TASK TO CARRY OUT:
Nothing but a number is wanted here: the count of lines in the data holding the word "HttpClient".

Stored data

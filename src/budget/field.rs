use std::fmt;

use serde::{Deserialize, Serialize};
use tracing::warn;

use crate::errors::{BudgetError, Result};

/// Which half of the form a field belongs to.
#[derive(Debug, Clone, Copy, Serialize, Deserialize, PartialEq, Eq, Hash)]
pub enum Section {
    Income,
    Spending,
}

impl fmt::Display for Section {
    fn fmt(&self, f: &mut fmt::Formatter<'_>) -> fmt::Result {
        match self {
            Section::Income => f.write_str("Income"),
            Section::Spending => f.write_str("Spending"),
        }
    }
}

/// Position of a single line item on the form.
#[derive(Debug, Clone, Copy, Serialize, Deserialize, PartialEq, Eq, Hash)]
pub struct FieldId {
    pub section: Section,
    pub index: usize,
}

impl FieldId {
    pub fn new(section: Section, index: usize) -> Self {
        Self { section, index }
    }
}

impl fmt::Display for FieldId {
    fn fmt(&self, f: &mut fmt::Formatter<'_>) -> fmt::Result {
        write!(f, "{}[{}]", self.section, self.index)
    }
}

/// Backing text of an editable line item.
#[derive(Debug, Clone, PartialEq, Eq)]
pub struct FieldText {
    id: FieldId,
    text: String,
}

impl FieldText {
    pub fn new(id: FieldId) -> Self {
        Self {
            id,
            text: String::new(),
        }
    }

    pub fn text(&self) -> &str {
        &self.text
    }

    pub fn set_text(&mut self, text: impl Into<String>) {
        self.text = text.into();
    }

    /// Writes a number back as field text so it parses to the same value.
    pub fn set_value(&mut self, value: f64) {
        self.text = format_field_value(value);
    }
}

/// Reads a field as a number, repairing its text on the way.
///
/// Blank text becomes `"0"` and reads as zero. Text that is not a number is
/// cleared and reported as [`BudgetError::InvalidNumber`]; callers that keep
/// computing use `NaN` for that field.
pub fn parse_field_value(field: &mut FieldText) -> Result<f64> {
    let trimmed = field.text.trim();
    if trimmed.is_empty() {
        field.text = "0".to_string();
        return Ok(0.0);
    }
    match trimmed.parse::<f64>() {
        Ok(value) => Ok(value),
        Err(_) => {
            let input = std::mem::take(&mut field.text);
            warn!(field = %field.id, input = %input, "rejected non-numeric field input");
            Err(BudgetError::InvalidNumber {
                field: field.id,
                input,
            })
        }
    }
}

/// Shortest text that parses back to `value`, always with a fractional part
/// for finite whole numbers (`1.0`, `2.5`, `NaN`).
pub fn format_field_value(value: f64) -> String {
    if value.is_nan() {
        "NaN".to_string()
    } else if value.is_infinite() {
        if value > 0.0 {
            "Infinity".to_string()
        } else {
            "-Infinity".to_string()
        }
    } else {
        format!("{:?}", value)
    }
}

#[cfg(test)]
mod tests {
    use super::*;

    fn income_field(text: &str) -> FieldText {
        let mut field = FieldText::new(FieldId::new(Section::Income, 0));
        field.set_text(text);
        field
    }

    #[test]
    fn valid_number_leaves_text_untouched() {
        let mut field = income_field("42.5");
        assert_eq!(parse_field_value(&mut field).unwrap(), 42.5);
        assert_eq!(field.text(), "42.5");
    }

    #[test]
    fn surrounding_whitespace_is_accepted() {
        let mut field = income_field("  7 ");
        assert_eq!(parse_field_value(&mut field).unwrap(), 7.0);
        assert_eq!(field.text(), "  7 ");
    }

    #[test]
    fn blank_input_reads_as_zero_and_rewrites_text() {
        for blank in ["", "   ", "\t"] {
            let mut field = income_field(blank);
            assert_eq!(parse_field_value(&mut field).unwrap(), 0.0);
            assert_eq!(field.text(), "0");
        }
    }

    #[test]
    fn invalid_input_clears_text_and_reports_field() {
        let mut field = FieldText::new(FieldId::new(Section::Spending, 2));
        field.set_text("abc");
        let err = parse_field_value(&mut field).unwrap_err();
        assert_eq!(
            err,
            BudgetError::InvalidNumber {
                field: FieldId::new(Section::Spending, 2),
                input: "abc".into(),
            }
        );
        assert_eq!(field.text(), "");
    }

    #[test]
    fn cleared_field_reads_as_zero_next_time() {
        let mut field = income_field("12,5");
        assert!(parse_field_value(&mut field).is_err());
        assert_eq!(parse_field_value(&mut field).unwrap(), 0.0);
        assert_eq!(field.text(), "0");
    }

    #[test]
    fn negative_and_exponent_forms_parse() {
        assert_eq!(parse_field_value(&mut income_field("-3.25")).unwrap(), -3.25);
        assert_eq!(parse_field_value(&mut income_field("1e3")).unwrap(), 1000.0);
    }

    #[test]
    fn restored_text_keeps_a_fractional_part() {
        assert_eq!(format_field_value(1.0), "1.0");
        assert_eq!(format_field_value(2.5), "2.5");
        assert_eq!(format_field_value(-0.1), "-0.1");
        assert_eq!(format_field_value(f64::NAN), "NaN");
        assert_eq!(format_field_value(f64::NEG_INFINITY), "-Infinity");
    }

    #[test]
    fn restored_text_parses_back_to_the_same_value() {
        for value in [0.1, 1.0 / 3.0, 123456.789, -42.0, f64::INFINITY] {
            let mut field = income_field("");
            field.set_value(value);
            assert_eq!(parse_field_value(&mut field).unwrap(), value);
        }
    }

    #[test]
    fn field_id_display() {
        assert_eq!(FieldId::new(Section::Income, 1).to_string(), "Income[1]");
    }
}
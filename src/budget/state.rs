use std::hash::{Hash, Hasher};

use serde::{Deserialize, Serialize};

/// Immutable snapshot of every income and spending value on the form.
///
/// Equality is element-wise float equality, so a snapshot holding `NaN`
/// never equals anything, itself included.
#[derive(Debug, Clone, PartialEq, Serialize, Deserialize)]
pub struct BudgetState {
    income_values: Vec<f64>,
    spending_values: Vec<f64>,
}

impl BudgetState {
    pub fn new(income_values: &[f64], spending_values: &[f64]) -> Self {
        Self {
            income_values: income_values.to_vec(),
            spending_values: spending_values.to_vec(),
        }
    }

    pub fn income_values(&self) -> Vec<f64> {
        self.income_values.clone()
    }

    pub fn spending_values(&self) -> Vec<f64> {
        self.spending_values.clone()
    }
}

impl Hash for BudgetState {
    fn hash<H: Hasher>(&self, state: &mut H) {
        hash_values(&self.income_values, state);
        hash_values(&self.spending_values, state);
    }
}

fn hash_values<H: Hasher>(values: &[f64], state: &mut H) {
    values.len().hash(state);
    for value in values {
        // -0.0 == 0.0, so both must hash alike.
        (value + 0.0).to_bits().hash(state);
    }
}
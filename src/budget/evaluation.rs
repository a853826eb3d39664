use crate::errors::{BudgetError, Result};

/// Outcome of an operation that keeps going past bad input.
///
/// `value` is always produced (fields that failed to parse contribute `NaN`);
/// `errors` lists every field that was rejected along the way so the caller
/// can tell the user.
#[derive(Debug, Clone, PartialEq)]
pub struct Evaluation<T> {
    pub value: T,
    pub errors: Vec<BudgetError>,
}

impl<T> Evaluation<T> {
    pub fn clean(value: T) -> Self {
        Self {
            value,
            errors: Vec::new(),
        }
    }

    pub fn is_clean(&self) -> bool {
        self.errors.is_empty()
    }

    pub fn map<U>(self, f: impl FnOnce(T) -> U) -> Evaluation<U> {
        Evaluation {
            value: f(self.value),
            errors: self.errors,
        }
    }

    /// Strict view: the value when nothing was rejected, otherwise the first
    /// error.
    pub fn into_result(self) -> Result<T> {
        match self.errors.into_iter().next() {
            Some(err) => Err(err),
            None => Ok(self.value),
        }
    }

    pub(crate) fn absorb<U>(&mut self, other: Evaluation<U>) -> U {
        self.errors.extend(other.errors);
        other.value
    }
}
use std::sync::Once;

use tracing_subscriber::EnvFilter;

static TRACING_INIT: Once = Once::new();

const DEFAULT_DIRECTIVE: &str = "budget_base=info";

/// Initializes the global tracing subscriber with sensible defaults.
///
/// A valid `RUST_LOG` replaces the default `budget_base=info` filter
/// entirely. Safe to call more than once, and a subscriber installed by the
/// host wins.
pub fn init_tracing() {
    TRACING_INIT.call_once(|| {
        let directives = std::env::var(EnvFilter::DEFAULT_ENV).ok();
        let filter = env_filter(directives.as_deref());
        let _ = tracing_subscriber::fmt().with_env_filter(filter).try_init();
    });
}

fn env_filter(directives: Option<&str>) -> EnvFilter {
    directives
        .and_then(|raw| EnvFilter::try_new(raw).ok())
        .unwrap_or_else(|| EnvFilter::new(DEFAULT_DIRECTIVE))
}
#![allow(dead_code)]

use budget_base::{BudgetEngine, FieldId, Section, TimePeriod};

/// Fills the reference three-by-three form with the given amounts, typed the
/// way a user would type them.
pub fn form_with(income: &[f64], spending: &[f64]) -> BudgetEngine {
    let mut engine = BudgetEngine::default();
    for (index, value) in income.iter().enumerate() {
        engine
            .set_income_text(index, value.to_string())
            .expect("income field exists");
    }
    for (index, value) in spending.iter().enumerate() {
        engine
            .set_spending_text(index, value.to_string())
            .expect("spending field exists");
    }
    engine
}

pub fn form_with_periods(
    income: &[f64],
    spending: &[f64],
    income_period: TimePeriod,
    spending_period: TimePeriod,
    overall_period: TimePeriod,
) -> BudgetEngine {
    let mut engine = form_with(income, spending);
    engine.set_income_period(income_period);
    engine.set_spending_period(spending_period);
    engine.set_overall_period(overall_period);
    engine
}

pub fn income_texts(engine: &BudgetEngine) -> Vec<String> {
    texts(engine, Section::Income)
}

pub fn spending_texts(engine: &BudgetEngine) -> Vec<String> {
    texts(engine, Section::Spending)
}

fn texts(engine: &BudgetEngine, section: Section) -> Vec<String> {
    (0..engine.field_count(section))
        .map(|index| {
            engine
                .text(FieldId::new(section, index))
                .expect("field exists")
                .to_string()
        })
        .collect()
}
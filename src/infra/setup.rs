use crate::{
    adapters::{admin_api::AdminApiPageSource, progress::LogProgress},
    infra::{config::AppConfig, error::InfraError, http_client::try_build_client},
    use_cases::{active_users::ActiveUsersUseCases, paginator::Paginator},
};
use std::fs::File;
use std::sync::Arc;
use tokio_util::sync::CancellationToken;
use tracing_subscriber::{EnvFilter, fmt, layer::SubscriberExt, util::SubscriberInitExt};

const LOG_FILE_VAR: &str = "LOG_FILE";

/// Wire the admin API source, the paginator and the use cases from configuration.
pub fn init_use_cases(
    config: &AppConfig,
    cancel: CancellationToken,
) -> Result<ActiveUsersUseCases, InfraError> {
    let api_key = config.require_api_key()?.clone();
    let client = try_build_client(config.request_timeout)?;

    let source = AdminApiPageSource::new(client, &config.base_url, &config.resource_path, api_key)
        .map_err(|e| InfraError::InvalidConfig {
            var: "ACTIVE_USERS_RESOURCE",
            reason: e.to_string(),
        })?;

    let paginator = Paginator::new(Arc::new(source), config.sweep)
        .with_progress(Arc::new(LogProgress::new(config.progress_interval)))
        .with_cancellation(cancel);

    Ok(ActiveUsersUseCases::new(paginator, config.window))
}

/// Console logs go to stderr so stdout carries only the report. Set `LOG_FILE` to also
/// write structured JSON logs.
pub fn init_tracing() -> Result<(), InfraError> {
    let filter =
        EnvFilter::try_from_default_env().unwrap_or_else(|_| "active_users=info".into());

    // Console (human-readable logs)
    let console_layer = fmt::layer()
        .with_target(false) // don't show target (module path)
        .with_level(true)
        .with_writer(std::io::stderr);

    // File (structured JSON logs)
    let json_layer = match std::env::var(LOG_FILE_VAR) {
        Ok(path) if !path.is_empty() => {
            let file = File::create(&path).map_err(|source| InfraError::LogFile {
                path: path.clone(),
                source,
            })?;
            Some(
                fmt::layer()
                    .json()
                    .with_writer(file)
                    .with_current_span(true)
                    .with_span_list(true),
            )
        }
        _ => None,
    };

    tracing_subscriber::registry()
        .with(filter)
        .with(console_layer)
        .with(json_layer)
        .try_init()
        .ok();

    Ok(())
}
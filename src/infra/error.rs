use thiserror::Error;

/// Infrastructure errors that can occur during startup.
///
/// SECURITY: Display messages never include the API key. Keep it that way when adding
/// variants; the key is only ever held as a `SecretString`.
#[derive(Error, Debug)]
pub enum InfraError {
    #[error("Configuration error: API key not set (pass --key or set {var})")]
    ApiKeyMissing { var: &'static str },

    #[error("Configuration error: {var} is invalid: {reason}")]
    InvalidConfig { var: &'static str, reason: String },

    #[error("HTTP client initialization failed")]
    HttpClient(#[source] reqwest::Error),

    #[error("Cannot open log file {path}")]
    LogFile {
        path: String,
        #[source]
        source: std::io::Error,
    },
}

impl From<reqwest::Error> for InfraError {
    fn from(e: reqwest::Error) -> Self {
        InfraError::HttpClient(e)
    }
}
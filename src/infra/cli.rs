use std::path::PathBuf;

use chrono::{DateTime, Utc};
use clap::Parser;

/// Every option falls back to its environment variable, then to a built-in default.
#[derive(Parser, Debug, Default)]
#[command(name = "active-users")]
#[command(version, about = "Count active users through the platform admin API", long_about = None)]
pub struct Cli {
    /// API key sent in the Authorization header [env: ACTIVE_USERS_API_KEY]
    #[arg(short, long)]
    pub key: Option<String>,

    /// Admin API base URL [env: ACTIVE_USERS_BASE_URL, default: https://g.codefresh.io/api]
    #[arg(short, long)]
    pub url: Option<String>,

    /// Collection to sweep, relative to the base URL [env: ACTIVE_USERS_RESOURCE]
    #[arg(long)]
    pub resource: Option<String>,

    /// Records per page [env: ACTIVE_USERS_BATCH_SIZE, default: 1000]
    #[arg(short, long, value_parser = clap::value_parser!(u32).range(1..))]
    pub batch: Option<u32>,

    /// Stop after this many pages, for testing [env: ACTIVE_USERS_BATCH_LIMIT]
    #[arg(short, long, value_parser = clap::value_parser!(u32).range(1..))]
    pub limit: Option<u32>,

    /// Months a user may go without logging in and still count as active [default: 3]
    #[arg(short, long)]
    pub months: Option<u32>,

    /// Days added to the months offset [default: 0]
    #[arg(short, long)]
    pub days: Option<u32>,

    /// Measure the window from midnight instead of the current hour and minute
    #[arg(long)]
    pub midnight: bool,

    /// Pages fetched in parallel once the page count is known [default: 1]
    #[arg(short, long, value_parser = clap::value_parser!(u32).range(1..))]
    pub concurrency: Option<u32>,

    /// Seconds between progress log lines [default: 5]
    #[arg(short, long)]
    pub interval: Option<u64>,

    /// Per-request timeout in seconds [default: 30]
    #[arg(long, value_parser = clap::value_parser!(u64).range(1..))]
    pub timeout: Option<u64>,

    /// Evaluate the window as of this instant (RFC 3339) instead of now
    #[arg(long)]
    pub as_of: Option<DateTime<Utc>>,

    /// Write the fetched records to this file, as JSON keyed by user id (not the older users.yml YAML)
    #[arg(long, value_name = "PATH")]
    pub save_records: Option<PathBuf>,

    /// Classify records from a JSON file written by --save-records instead of calling the API
    #[arg(long, value_name = "PATH", conflicts_with = "save_records")]
    pub load_records: Option<PathBuf>,
}
pub mod active_users;
pub mod classifier;
pub mod paginator;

WORKED SOLUTION:
2